Please give again, exactly and in full, each line from the one holding "impl Related<super::item::Entity> for" to the end of the listing.

• [EXTRACTED DATA]
============================================================
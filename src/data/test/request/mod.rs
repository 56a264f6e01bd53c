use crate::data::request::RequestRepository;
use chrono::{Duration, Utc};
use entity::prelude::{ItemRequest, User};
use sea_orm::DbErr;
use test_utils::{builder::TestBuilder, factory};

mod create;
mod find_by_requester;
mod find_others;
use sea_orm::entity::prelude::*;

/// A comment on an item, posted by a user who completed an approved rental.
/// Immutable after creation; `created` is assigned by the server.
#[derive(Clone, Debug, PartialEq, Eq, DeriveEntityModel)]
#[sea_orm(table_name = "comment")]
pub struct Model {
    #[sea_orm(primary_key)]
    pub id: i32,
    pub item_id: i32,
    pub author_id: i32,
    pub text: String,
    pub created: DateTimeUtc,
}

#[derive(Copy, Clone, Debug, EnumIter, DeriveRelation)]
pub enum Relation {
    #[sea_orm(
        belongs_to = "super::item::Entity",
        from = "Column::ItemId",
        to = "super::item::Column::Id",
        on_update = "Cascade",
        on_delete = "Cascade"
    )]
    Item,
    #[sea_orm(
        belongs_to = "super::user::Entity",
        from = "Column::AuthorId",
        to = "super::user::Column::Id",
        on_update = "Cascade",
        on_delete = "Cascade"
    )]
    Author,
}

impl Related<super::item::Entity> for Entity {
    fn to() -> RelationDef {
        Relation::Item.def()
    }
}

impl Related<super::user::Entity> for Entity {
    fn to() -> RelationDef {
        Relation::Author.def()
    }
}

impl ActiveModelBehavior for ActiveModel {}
============================================================
• [EXERCISE RESULT]
impl Related<super::item::Entity> for Entity {
    fn to() -> RelationDef {
        Relation::Item.def()
    }
}

impl Related<super::user::Entity> for Entity {
    fn to() -> RelationDef {
        Relation::Author.def()
    }
}

impl ActiveModelBehavior for ActiveModel {}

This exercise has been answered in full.